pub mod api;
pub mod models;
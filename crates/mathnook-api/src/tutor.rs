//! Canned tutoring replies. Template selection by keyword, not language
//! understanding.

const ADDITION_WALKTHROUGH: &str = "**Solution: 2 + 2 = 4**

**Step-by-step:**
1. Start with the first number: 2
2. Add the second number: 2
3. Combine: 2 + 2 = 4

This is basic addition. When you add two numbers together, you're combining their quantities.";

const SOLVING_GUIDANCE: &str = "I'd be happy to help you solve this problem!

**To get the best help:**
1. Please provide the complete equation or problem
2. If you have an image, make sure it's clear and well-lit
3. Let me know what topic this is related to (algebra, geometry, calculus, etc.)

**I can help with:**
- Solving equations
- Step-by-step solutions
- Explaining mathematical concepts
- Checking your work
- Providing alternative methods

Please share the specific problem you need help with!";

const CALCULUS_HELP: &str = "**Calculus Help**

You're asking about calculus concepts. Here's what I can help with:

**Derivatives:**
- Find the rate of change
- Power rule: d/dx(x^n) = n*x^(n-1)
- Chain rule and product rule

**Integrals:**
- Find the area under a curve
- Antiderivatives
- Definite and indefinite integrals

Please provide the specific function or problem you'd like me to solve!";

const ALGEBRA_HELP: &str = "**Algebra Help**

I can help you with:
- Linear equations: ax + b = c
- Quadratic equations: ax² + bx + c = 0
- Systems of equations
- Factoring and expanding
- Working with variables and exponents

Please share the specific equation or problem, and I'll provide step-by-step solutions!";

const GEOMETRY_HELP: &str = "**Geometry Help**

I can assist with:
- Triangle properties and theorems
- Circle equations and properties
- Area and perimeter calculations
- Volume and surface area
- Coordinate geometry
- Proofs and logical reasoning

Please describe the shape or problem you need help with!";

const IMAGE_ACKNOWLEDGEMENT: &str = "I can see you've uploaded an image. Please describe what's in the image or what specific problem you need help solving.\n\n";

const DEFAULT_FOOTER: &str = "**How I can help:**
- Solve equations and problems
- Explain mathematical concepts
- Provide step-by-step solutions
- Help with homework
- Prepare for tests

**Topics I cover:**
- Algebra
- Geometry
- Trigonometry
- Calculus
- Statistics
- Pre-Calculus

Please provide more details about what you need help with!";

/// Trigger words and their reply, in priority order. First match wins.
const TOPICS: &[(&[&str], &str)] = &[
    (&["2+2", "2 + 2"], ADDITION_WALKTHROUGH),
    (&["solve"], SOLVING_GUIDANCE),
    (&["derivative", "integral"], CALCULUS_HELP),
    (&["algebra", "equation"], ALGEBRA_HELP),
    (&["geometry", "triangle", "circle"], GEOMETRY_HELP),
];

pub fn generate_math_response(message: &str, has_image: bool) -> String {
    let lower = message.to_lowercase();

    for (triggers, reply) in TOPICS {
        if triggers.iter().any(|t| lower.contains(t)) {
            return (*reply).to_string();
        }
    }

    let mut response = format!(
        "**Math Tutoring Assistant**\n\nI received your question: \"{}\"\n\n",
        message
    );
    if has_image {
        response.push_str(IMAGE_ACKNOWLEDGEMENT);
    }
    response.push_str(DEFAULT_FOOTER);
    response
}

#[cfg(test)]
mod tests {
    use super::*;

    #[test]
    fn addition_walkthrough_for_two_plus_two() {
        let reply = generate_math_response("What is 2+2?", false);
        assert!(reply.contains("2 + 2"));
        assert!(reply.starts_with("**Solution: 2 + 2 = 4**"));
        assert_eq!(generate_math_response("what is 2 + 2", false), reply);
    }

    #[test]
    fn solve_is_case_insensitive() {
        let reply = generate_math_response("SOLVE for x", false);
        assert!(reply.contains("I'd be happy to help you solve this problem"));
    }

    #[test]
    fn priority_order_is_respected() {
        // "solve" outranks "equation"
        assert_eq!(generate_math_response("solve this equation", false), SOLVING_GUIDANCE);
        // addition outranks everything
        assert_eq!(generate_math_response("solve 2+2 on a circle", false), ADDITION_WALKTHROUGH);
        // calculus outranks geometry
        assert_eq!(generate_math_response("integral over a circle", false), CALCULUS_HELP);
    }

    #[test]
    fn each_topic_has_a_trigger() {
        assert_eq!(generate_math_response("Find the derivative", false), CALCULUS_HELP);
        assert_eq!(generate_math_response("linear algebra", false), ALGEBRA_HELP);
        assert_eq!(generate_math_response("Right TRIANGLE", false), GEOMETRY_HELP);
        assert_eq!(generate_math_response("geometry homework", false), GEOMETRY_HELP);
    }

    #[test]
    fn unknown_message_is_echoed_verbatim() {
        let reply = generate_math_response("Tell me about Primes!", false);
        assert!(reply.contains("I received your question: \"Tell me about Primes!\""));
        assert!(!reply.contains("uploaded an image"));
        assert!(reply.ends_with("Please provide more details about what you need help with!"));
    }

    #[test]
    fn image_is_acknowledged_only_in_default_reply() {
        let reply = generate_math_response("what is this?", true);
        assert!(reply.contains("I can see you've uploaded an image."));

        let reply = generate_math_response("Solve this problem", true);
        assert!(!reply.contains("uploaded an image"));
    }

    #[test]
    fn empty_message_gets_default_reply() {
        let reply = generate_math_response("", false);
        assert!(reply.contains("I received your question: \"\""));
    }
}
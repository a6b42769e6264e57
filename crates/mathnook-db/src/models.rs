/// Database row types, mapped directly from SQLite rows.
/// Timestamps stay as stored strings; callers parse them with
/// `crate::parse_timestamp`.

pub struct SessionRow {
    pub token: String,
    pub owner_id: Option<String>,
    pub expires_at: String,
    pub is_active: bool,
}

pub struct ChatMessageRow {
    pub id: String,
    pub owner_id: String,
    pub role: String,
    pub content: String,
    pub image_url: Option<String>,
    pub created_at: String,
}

○ ○ ○ ○ ○

▶ Problem to work on
Only lines with the word "mathnook" are wanted; pull each of them from the records.

▶ Answer to the exercise
filename crates/mathnook-api/src/tutor.rs
filename crates/mathnook-db/src/models.rs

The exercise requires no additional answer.